The problem =>
Wherever the string "RecordProjector" appears in the records, return the line that holds it.

========================

//! Windowed descriptive statistics over guilt-score sequences.
//!
//! Population variants throughout (divide by N, not N-1) so small windows
//! reproduce exactly across runs and platforms. All functions return 0 for
//! inputs too short to define the statistic instead of panicking; the window
//! analyzer short-circuits empty windows before reaching here, so the zero
//! returns only cover defensive paths.

use covenant_core::WindowStats;

/// Arithmetic mean. Returns 0 for an empty slice.
pub fn mean(values: &[f64]) -> f64 {
    if values.is_empty() {
        return 0.0;
    }
    values.iter().sum::<f64>() / values.len() as f64
}

/// Population standard deviation. Returns 0 for fewer than two values.
pub fn std_dev(values: &[f64]) -> f64 {
    if values.len() < 2 {
        return 0.0;
    }
    let m = mean(values);
    let variance = values.iter().map(|v| (v - m).powi(2)).sum::<f64>() / values.len() as f64;
    variance.sqrt()
}

/// Ordinary least-squares slope of `values[i]` against index `i`.
///
/// A single value has no trend and yields 0. A constant sequence yields 0.
pub fn slope(values: &[f64]) -> f64 {
    let n = values.len();
    if n < 2 {
        return 0.0;
    }
    let n_f = n as f64;
    let mean_x = (n_f - 1.0) / 2.0;
    let mean_y = mean(values);

    let mut numerator = 0.0;
    let mut denominator = 0.0;
    for (i, &y) in values.iter().enumerate() {
        let dx = i as f64 - mean_x;
        numerator += dx * (y - mean_y);
        denominator += dx * dx;
    }
    // denominator is 0 only for n < 2, which was handled above
    numerator / denominator
}

/// Successive differences: `deltas[0] = 0`, `deltas[i] = values[i] - values[i-1]`.
pub fn deltas(values: &[f64]) -> Vec<f64> {
    if values.is_empty() {
        return Vec::new();
    }
    let mut out = Vec::with_capacity(values.len());
    out.push(0.0);
    for pair in values.windows(2) {
        out.push(pair[1] - pair[0]);
    }
    out
}

/// Exponentially weighted moving average over the whole slice.
///
/// Seeded with the first value: `ewma_0 = values[0]`,
/// `ewma_i = alpha * values[i] + (1 - alpha) * ewma_{i-1}`.
/// Returns 0 for an empty slice.
pub fn ewma(values: &[f64], alpha: f64) -> f64 {
    let Some((&first, rest)) = values.split_first() else {
        return 0.0;
    };
    rest.iter()
        .fold(first, |acc, &v| alpha * v + (1.0 - alpha) * acc)
}

/// Compute the full statistics block for a window.
pub fn compute(values: &[f64]) -> WindowStats {
    WindowStats {
        mean: mean(values),
        std_dev: std_dev(values),
        slope: slope(values),
    }
}

#[cfg(test)]
mod tests {
    use super::*;

    const EPS: f64 = 1e-9;

    #[test]
    fn mean_of_empty_is_zero() {
        assert_eq!(mean(&[]), 0.0);
    }

    #[test]
    fn single_value_has_flat_stats() {
        let stats = compute(&[0.4]);
        assert!((stats.mean - 0.4).abs() < EPS);
        assert_eq!(stats.std_dev, 0.0);
        assert_eq!(stats.slope, 0.0);
    }

    #[test]
    fn constant_sequence_has_zero_spread_and_trend() {
        let stats = compute(&[0.25, 0.25, 0.25, 0.25]);
        assert!((stats.mean - 0.25).abs() < EPS);
        assert!(stats.std_dev.abs() < EPS);
        assert!(stats.slope.abs() < EPS);
    }

    #[test]
    fn std_dev_is_population_variant() {
        // Population std of [0, 1] is 0.5; sample std would be ~0.707.
        assert!((std_dev(&[0.0, 1.0]) - 0.5).abs() < EPS);
    }

    #[test]
    fn std_dev_is_never_negative() {
        for values in [&[0.1, 0.9, 0.3][..], &[0.0, 0.0][..], &[1.0][..]] {
            assert!(std_dev(values) >= 0.0);
        }
    }

    #[test]
    fn slope_recovers_linear_trend() {
        // y = 0.1 * i + 0.2
        let values = [0.2, 0.3, 0.4, 0.5, 0.6];
        assert!((slope(&values) - 0.1).abs() < EPS);
    }

    #[test]
    fn slope_of_descending_sequence_is_negative() {
        assert!(slope(&[0.9, 0.6, 0.3]) < 0.0);
    }

    #[test]
    fn deltas_start_at_zero() {
        let d = deltas(&[0.1, 0.12, 0.8]);
        assert_eq!(d.len(), 3);
        assert_eq!(d[0], 0.0);
        assert!((d[1] - 0.02).abs() < EPS);
        assert!((d[2] - 0.68).abs() < EPS);
    }

    #[test]
    fn deltas_of_empty_is_empty() {
        assert!(deltas(&[]).is_empty());
    }

    #[test]
    fn ewma_is_seeded_with_first_value() {
        assert!((ewma(&[0.1], 0.3) - 0.1).abs() < EPS);
        // ewma([0.1, 0.12]) = 0.3 * 0.12 + 0.7 * 0.1 = 0.106
        assert!((ewma(&[0.1, 0.12], 0.3) - 0.106).abs() < EPS);
    }
}
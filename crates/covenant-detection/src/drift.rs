//! EWMA drift detection over guilt-score windows.
//!
//! Decides whether the latest value in a window has drifted from the
//! established baseline. The baseline is an exponentially weighted moving
//! average over all but the last value, seeded with the first value, so the
//! newest observation never dilutes the baseline it is judged against.
//!
//! The threshold scales with the window's spread but never falls below a
//! configured floor, which keeps near-zero-variance windows from flagging
//! noise-level deviations.

use serde::{Deserialize, Serialize};
use tracing::debug;

use covenant_core::DriftAssessment;

use crate::stats;

/// Drift detection configuration.
///
/// The smoothing factor and multiplier are tunables, not fixed law: the
/// defaults reproduce the established alerting behavior but carry no
/// derivation beyond field calibration.
#[derive(Debug, Clone, Copy, Serialize, Deserialize)]
pub struct DriftConfig {
    /// EWMA smoothing factor
    pub alpha: f64,
    /// Threshold multiplier applied to the window's standard deviation
    pub multiplier: f64,
    /// Minimum threshold, guards near-zero-variance windows
    pub floor_threshold: f64,
}

impl Default for DriftConfig {
    fn default() -> Self {
        Self {
            alpha: 0.3,
            multiplier: 2.0,
            floor_threshold: 0.1,
        }
    }
}

/// Evaluates the latest guilt score against its trailing EWMA baseline.
#[derive(Debug, Clone, Default)]
pub struct DriftDetector {
    config: DriftConfig,
}

impl DriftDetector {
    /// Create a detector with the given tuning.
    pub fn new(config: DriftConfig) -> Self {
        Self { config }
    }

    /// Evaluate the latest value in `guilt_values` against the baseline.
    ///
    /// `std_dev` is the population standard deviation of the full window, as
    /// computed by the statistics engine. With fewer than two values drift
    /// cannot be evaluated: the assessment reports `drifting: false` and a
    /// zero deviation rather than guessing.
    pub fn detect(&self, guilt_values: &[f64], std_dev: f64) -> DriftAssessment {
        let threshold = self
            .config
            .floor_threshold
            .max(self.config.multiplier * std_dev);

        let Some((latest, history)) = guilt_values.split_last().filter(|(_, h)| !h.is_empty())
        else {
            // Insufficient data; report the baseline we do have.
            return DriftAssessment {
                drifting: false,
                deviation: 0.0,
                threshold,
                ewma: guilt_values.first().copied().unwrap_or(0.0),
            };
        };
        let baseline = stats::ewma(history, self.config.alpha);
        let deviation = (latest - baseline).abs();
        let drifting = deviation > threshold;

        if drifting {
            debug!(
                deviation,
                threshold,
                ewma = baseline,
                latest,
                "guilt score drifted from baseline"
            );
        }

        DriftAssessment {
            drifting,
            deviation,
            threshold,
            ewma: baseline,
        }
    }
}
//! Trust declarations: one observation for one agent at one point in time.

use chrono::{DateTime, Utc};
use serde::{Deserialize, Serialize};
use std::collections::HashMap;

use crate::error::{Result, ValidationError};
use crate::types::AgentId;

/// A single self-reported or measured compliance observation for an agent.
///
/// Declarations are validated at construction: an empty agent id or a score
/// outside `[0, 1]` is rejected immediately rather than poisoning a window
/// analysis later. Field-level mutation after construction is intentionally
/// not offered.
#[derive(Debug, Clone, Serialize, Deserialize)]
pub struct TrustDeclaration {
    /// The agent this declaration describes
    pub agent_id: AgentId,
    /// Detected non-compliance at this observation, normalized to `[0, 1]`
    pub guilt_score: f64,
    /// Overall compliance at this observation, normalized to `[0, 1]`
    pub compliance_score: f64,
    /// Per-article satisfaction flags (`true` = article satisfied)
    pub trust_articles: HashMap<String, bool>,
    /// Free-text notes, may be empty
    pub notes: String,
    /// Observation time
    pub timestamp: DateTime<Utc>,
}

impl TrustDeclaration {
    /// Build a validated declaration.
    ///
    /// Fails with [`ValidationError`] when the agent id is empty or either
    /// score leaves the unit interval. NaN scores are rejected by the same
    /// range check.
    pub fn new(
        agent_id: impl Into<AgentId>,
        guilt_score: f64,
        compliance_score: f64,
        trust_articles: HashMap<String, bool>,
        notes: impl Into<String>,
        timestamp: DateTime<Utc>,
    ) -> Result<Self> {
        let agent_id = agent_id.into();
        if agent_id.as_str().trim().is_empty() {
            return Err(ValidationError::MissingAgentId);
        }
        validate_unit_score("guilt_score", guilt_score)?;
        validate_unit_score("compliance_score", compliance_score)?;

        Ok(Self {
            agent_id,
            guilt_score,
            compliance_score,
            trust_articles,
            notes: notes.into(),
            timestamp,
        })
    }

    /// Whether the notes carry any content worth analyzing.
    pub fn has_notes(&self) -> bool {
        !self.notes.trim().is_empty()
    }
}

fn validate_unit_score(field: &'static str, value: f64) -> Result<()> {
    // `!(0.0..=1.0).contains(&value)` is false for NaN, so test the inverse.
    if value >= 0.0 && value <= 1.0 {
        Ok(())
    } else {
        Err(ValidationError::ScoreOutOfRange { field, value })
    }
}

/// Sort declarations into non-decreasing timestamp order.
///
/// Window analysis assumes chronological input and does not sort. Callers
/// that cannot guarantee ordering at the source should run this once per
/// batch before analyzing. The sort is stable: same-instant declarations
/// keep their arrival order.
pub fn sort_by_timestamp(declarations: &mut [TrustDeclaration]) {
    declarations.sort_by_key(|d| d.timestamp);
}
//! Core data model for the covenant trust-analysis engine.
//!
//! This crate defines the validated types that flow through the detection
//! engine in `covenant-detection`:
//!
//! - [`TrustDeclaration`]: one observation of one agent at one point in time
//! - [`WindowAnalysisResult`]: the unified output of analyzing one agent's
//!   declaration window
//! - [`EmergenceMetrics`]: the classified alert produced from a window result
//! - [`AgentMetricsRecord`]: the per-agent aggregate state
//!
//! All types are plain data: no analysis logic lives here. Validation is a
//! constructor-time contract — a declaration that reaches the engine is
//! guaranteed well-formed, so the engine itself never has to signal errors.

pub mod analysis;
pub mod declaration;
pub mod error;
pub mod types;

pub use analysis::{
    AgentMetricsRecord, ContentEmergence, DriftAssessment, EmergenceMetrics, MetricSummary,
    WindowAnalysisResult, WindowStats,
};
pub use declaration::{sort_by_timestamp, TrustDeclaration};
pub use error::{Result, ValidationError};
pub use types::{AgentId, AlertLevel};
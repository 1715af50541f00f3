//! Ordered record projection.
//!
//! A projector owns a caller-mutated ordered list of remote ids and keeps a
//! `watch` channel filled with the matching local records, in list order.
//! Recomputes are debounced with a trailing window so a burst of store
//! changes (one reconcile batch touches many records) produces a single
//! republish, and the output is always a complete snapshot, never a torn
//! intermediate.

use std::collections::{HashMap, HashSet};
use std::sync::{Arc, Mutex};
use std::time::Duration;

use tokio::sync::{broadcast, watch, Notify};
use tokio_util::sync::CancellationToken;
use tracing::{debug, warn};

use crate::config::SyncConfig;
use crate::feed::pagination::FeedSink;
use crate::store::{LocalRecord, RecordKind, Store, StoreError};

/// Which records an id list projects to.
#[derive(Debug, Clone)]
pub struct ProjectionFilter {
    pub domain: String,
    pub kind: RecordKind,
    /// Restrict to records authored by this user, if set.
    pub author_id: Option<String>,
}

#[derive(Default)]
struct OrderedIds {
    order: Vec<String>,
    seen: HashSet<String>,
}

impl OrderedIds {
    /// Ids from `incoming` not already present, in their given order.
    fn take_new(&mut self, incoming: Vec<String>) -> Vec<String> {
        let mut fresh = Vec::with_capacity(incoming.len());
        for id in incoming {
            if self.seen.insert(id.clone()) {
                fresh.push(id);
            }
        }
        fresh
    }
}

struct ProjectorShared {
    store: Arc<dyn Store>,
    filter: ProjectionFilter,
    list: Mutex<OrderedIds>,
    dirty: Notify,
    output_tx: watch::Sender<Vec<LocalRecord>>,
    cancel: CancellationToken,
}

impl ProjectorShared {
    fn snapshot_order(&self) -> Vec<String> {
        match self.list.lock() {
            Ok(list) => list.order.clone(),
            Err(_) => {
                warn!("Projection list lock poisoned");
                Vec::new()
            }
        }
    }

    async fn recompute(&self) -> Result<(), StoreError> {
        let order = self.snapshot_order();
        let records = self
            .store
            .records_by_ids(&self.filter.domain, self.filter.kind, &order)
            .await?;

        let index: HashMap<&str, usize> = order
            .iter()
            .enumerate()
            .map(|(i, id)| (id.as_str(), i))
            .collect();

        let mut resolved: Vec<(usize, LocalRecord)> = records
            .into_iter()
            .filter(|record| match &self.filter.author_id {
                Some(author) => record.author_id.as_deref() == Some(author.as_str()),
                None => true,
            })
            .filter_map(|record| {
                // Unresolved ids stay silently absent until reconciled.
                index.get(record.remote_id.as_str()).map(|i| (*i, record))
            })
            .collect();
        resolved.sort_by_key(|(i, _)| *i);

        let output: Vec<LocalRecord> = resolved.into_iter().map(|(_, record)| record).collect();
        debug!(
            domain = %self.filter.domain,
            ids = order.len(),
            resolved = output.len(),
            "Republishing projection"
        );
        self.output_tx.send_replace(output);
        Ok(())
    }
}

/// Handle to a projection worker. Cheap to clone; all clones drive the same
/// list and output channel.
#[derive(Clone)]
pub struct RecordProjector {
    shared: Arc<ProjectorShared>,
}

impl RecordProjector {
    /// Spawn the projection worker. It wakes on list mutations and on store
    /// change broadcasts, so a record that reconciles after its id entered
    /// the list shows up without any caller action.
    pub fn spawn(store: Arc<dyn Store>, filter: ProjectionFilter, config: &SyncConfig) -> Self {
        let changes = store.subscribe_changes();
        let (output_tx, _) = watch::channel(Vec::new());
        let shared = Arc::new(ProjectorShared {
            store,
            filter,
            list: Mutex::new(OrderedIds::default()),
            dirty: Notify::new(),
            output_tx,
            cancel: CancellationToken::new(),
        });

        tokio::spawn(run_worker(
            shared.clone(),
            changes,
            config.debounce_window,
        ));

        Self { shared }
    }

    /// Add ids at the front of the list ("new items arrived"). Ids already
    /// present keep their current position.
    pub fn prepend(&self, ids: Vec<String>) {
        if let Ok(mut list) = self.shared.list.lock() {
            let fresh = list.take_new(ids);
            if fresh.is_empty() {
                return;
            }
            list.order.splice(0..0, fresh);
        }
        self.shared.dirty.notify_one();
    }

    /// Add ids at the back of the list ("load more"). Duplicates are
    /// dropped.
    pub fn append(&self, ids: Vec<String>) {
        if let Ok(mut list) = self.shared.list.lock() {
            let fresh = list.take_new(ids);
            if fresh.is_empty() {
                return;
            }
            list.order.extend(fresh);
        }
        self.shared.dirty.notify_one();
    }

    /// Empty the list. The empty projection publishes after the debounce.
    pub fn clear(&self) {
        if let Ok(mut list) = self.shared.list.lock() {
            list.order.clear();
            list.seen.clear();
        }
        self.shared.dirty.notify_one();
    }

    /// Recompute and publish immediately, skipping the debounce. Lets tests
    /// and one-shot callers observe a settled projection deterministically.
    pub async fn flush(&self) -> Result<(), StoreError> {
        self.shared.recompute().await
    }

    /// Watch channel carrying the current ordered projection.
    pub fn subscribe(&self) -> watch::Receiver<Vec<LocalRecord>> {
        self.shared.output_tx.subscribe()
    }

    /// Stop the worker. The last published output stays readable.
    pub fn shutdown(&self) {
        self.shared.cancel.cancel();
    }
}

impl FeedSink for RecordProjector {
    fn append(&self, ids: Vec<String>) {
        RecordProjector::append(self, ids);
    }

    fn clear(&self) {
        RecordProjector::clear(self);
    }
}

async fn run_worker(
    shared: Arc<ProjectorShared>,
    mut changes: broadcast::Receiver<()>,
    debounce: Duration,
) {
    loop {
        // Wait for the first event of a burst. A lagged broadcast receiver
        // just means "something changed", which is all we need.
        tokio::select! {
            _ = shared.cancel.cancelled() => return,
            _ = shared.dirty.notified() => {}
            _ = changes.recv() => {}
        }

        // Trailing debounce: every further event restarts the window.
        loop {
            tokio::select! {
                _ = shared.cancel.cancelled() => return,
                _ = tokio::time::sleep(debounce) => break,
                _ = shared.dirty.notified() => {}
                _ = changes.recv() => {}
            }
        }

        if let Err(error) = shared.recompute().await {
            warn!(%error, "Projection recompute failed");
        }
    }
}
//! Engine configuration.

use std::time::Duration;

/// Tuning knobs shared by the pagination controller, the projector, and the
/// timeline source. Decoupled from any outer app configuration so the engine
/// can be embedded and tested independently.
#[derive(Debug, Clone)]
pub struct SyncConfig {
    /// Number of statuses requested per page.
    pub page_size: u32,
    /// Delay before a failed page fetch is retried. The retry is
    /// unconditional and uncapped; foreground list screens own the
    /// controller's lifetime, so teardown is the cap.
    pub fail_retry_delay: Duration,
    /// Debounce window for the record projector. Bursts of store-change
    /// notifications within this window coalesce into a single republish.
    pub debounce_window: Duration,
}

impl Default for SyncConfig {
    fn default() -> Self {
        Self {
            page_size: 20,
            fail_retry_delay: Duration::from_secs(3),
            debounce_window: Duration::from_millis(100),
        }
    }
}

#[cfg(test)]
mod tests {
    use super::*;

    #[test]
    fn test_defaults() {
        let config = SyncConfig::default();
        assert_eq!(config.page_size, 20);
        assert_eq!(config.fail_retry_delay, Duration::from_secs(3));
        assert_eq!(config.debounce_window, Duration::from_millis(100));
    }
}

========================

Response =>
pub struct RecordProjector {
impl RecordProjector {
impl FeedSink for RecordProjector {
        RecordProjector::append(self, ids);
        RecordProjector::clear(self);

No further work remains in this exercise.